A recent review describing the current use of wearable monitors in oncology trials,15 proposed the importance of the potential use of wearable monitors to predict clinical outcomes, such as survival. Another recent review that summarized the ability of vital sign trends to predict clinical deterioration in patients with acute illness indicated that vital signs (i.e., respiratory rate, oxygen saturation, pulse, blood pressure, and temperature) are essential for early detection and timely intervention for preventive outcomes.30 Simultaneously, they also pointed out that several studies captured vital signs from medical records and that the best monitoring system is still unclear.17 Considering these studies, using a non-wearable noninvasive monitor to estimate imminent death of dying patients with some accuracy is considered beneficial. These may have great potential to contribute to future prognostication in advanced cancer, such as at home or in care facilities, in the absence of palliative care professionals at all times.
This study has several limitations. First, the sample size of this study was small, and because of the small sample size, it may not be possible to consider each patient’s clinical status, such as symptoms and drug use, when considering their prognosis. However, without adjusting for these situations, this study showed that the maximum respiratory rate and mean heart rate of dying cancer patients may be able to predict the possibility of death within the subsequent 72 hours. Second, the patients were from a single palliative unit, and monitoring devices used in this study could not measure the patients’ vital signs outside the patients’ beds.

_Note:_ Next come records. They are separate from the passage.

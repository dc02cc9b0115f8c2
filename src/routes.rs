use crate::{
    api::{attendance, chat, employee, leave_request, notification, payroll, shift},
    auth::middleware::auth_middleware,
};
use actix_governor::{
    Governor, GovernorConfig, GovernorConfigBuilder, PeerIpKeyExtractor, governor::middleware::NoOpMiddleware,
};
use actix_web::{middleware::from_fn, web};
use hrm_sync::Config;
use std::sync::Arc;
use tracing::warn;

fn build_limiter(requests_per_min: u32) -> Governor<PeerIpKeyExtractor, NoOpMiddleware> {
    let requests_per_min = requests_per_min.max(1);
    let per_ms = (60_000 / requests_per_min as u64).max(1);
    let cfg = GovernorConfigBuilder::default()
        .per_millisecond(per_ms)
        .burst_size(requests_per_min)
        .key_extractor(PeerIpKeyExtractor)
        .finish()
        .unwrap_or_else(|| {
            warn!(requests_per_min, "Invalid rate limit, using defaults");
            GovernorConfig::default()
        });
    Governor::new(&cfg)
}

pub fn configure(cfg: &mut web::ServiceConfig, config: Config) {
    let protected_limiter = Arc::new(build_limiter(config.rate_protected_per_min));

    // Everything under the prefix needs a session token
    cfg.service(
        web::scope(&config.api_prefix)
            .wrap(from_fn(auth_middleware))
            .wrap(protected_limiter)
            .service(
                web::scope("/employees")
                    .service(
                        web::resource("")
                            .route(web::post().to(employee::create_employee))
                            .route(web::get().to(employee::list_employees)),
                    )
                    .service(
                        web::resource("/{id}")
                            .route(web::put().to(employee::update_employee))
                            .route(web::get().to(employee::get_employee))
                            .route(web::delete().to(employee::deactivate_employee)),
                    ),
            )
            .service(
                web::scope("/leave")
                    .service(
                        web::resource("")
                            .route(web::get().to(leave_request::leave_list))
                            .route(web::post().to(leave_request::create_leave)),
                    )
                    // before /{id}
                    .service(
                        web::resource("/balances")
                            .route(web::get().to(leave_request::leave_balances)),
                    )
                    .service(web::resource("/{id}").route(web::get().to(leave_request::get_leave)))
                    .service(
                        web::resource("/{id}/approve")
                            .route(web::put().to(leave_request::approve_leave)),
                    )
                    .service(
                        web::resource("/{id}/reject")
                            .route(web::put().to(leave_request::reject_leave)),
                    )
                    .service(
                        web::resource("/{id}/cancel")
                            .route(web::put().to(leave_request::cancel_leave)),
                    ),
            )
            .service(
                web::scope("/attendance")
                    .service(
                        web::resource("")
                            .route(web::put().to(attendance::check_out))
                            .route(web::post().to(attendance::check_in)),
                    )
                    .service(
                        web::resource("/stats").route(web::get().to(attendance::attendance_stats)),
                    ),
            )
            .service(
                web::scope("/payroll")
                    .service(
                        web::resource("")
                            .route(web::post().to(payroll::create_payroll))
                            .route(web::get().to(payroll::list_payrolls)),
                    )
                    .service(
                        web::resource("/summary").route(web::get().to(payroll::payroll_summary)),
                    )
                    .service(
                        web::resource("/{id}")
                            .route(web::get().to(payroll::get_payroll))
                            .route(web::put().to(payroll::update_payroll)),
                    )
                    .service(web::resource("/{id}/paid").route(web::put().to(payroll::mark_paid))),
            )
            .service(
                web::scope("/shift-swaps")
                    .service(
                        web::resource("")
                            .route(web::post().to(shift::request_swap))
                            .route(web::get().to(shift::list_swaps)),
                    )
                    .service(
                        web::resource("/{id}/approve").route(web::put().to(shift::approve_swap)),
                    )
                    .service(
                        web::resource("/{id}/reject").route(web::put().to(shift::reject_swap)),
                    ),
            )
            .service(
                web::scope("/notifications")
                    .service(
                        web::resource("").route(web::get().to(notification::my_notifications)),
                    )
                    .service(
                        web::resource("/read-all")
                            .route(web::put().to(notification::mark_all_read)),
                    )
                    .service(
                        web::resource("/broadcast").route(web::post().to(notification::broadcast)),
                    )
                    .service(
                        web::resource("/{id}/read").route(web::put().to(notification::mark_read)),
                    ),
            )
            .service(
                web::scope("/chat-groups")
                    .service(web::resource("").route(web::get().to(chat::my_groups)))
                    .service(web::resource("/{id}").route(web::delete().to(chat::delete_group))),
            ),
    );
}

If we are able to aware imminent death of dying cancer patients by measuring vital signs using a non-wearable device with some accuracy, at-home monitoring with few medical professionals will be possible in the future. Additionally, this could lead to the prevention of solitary death in the aging society worldwide, the relief of family’s grief, and the provision of appropriate symptom management by healthcare professionals for patients who cannot express distress close to death, thus contributing to the improvement of their quality of life. In future, we plan to increase the number of subjects and take into consideration the symptoms and drug use of the subjects with the aim of more accurately predicting the prognosis of dying cancer patients.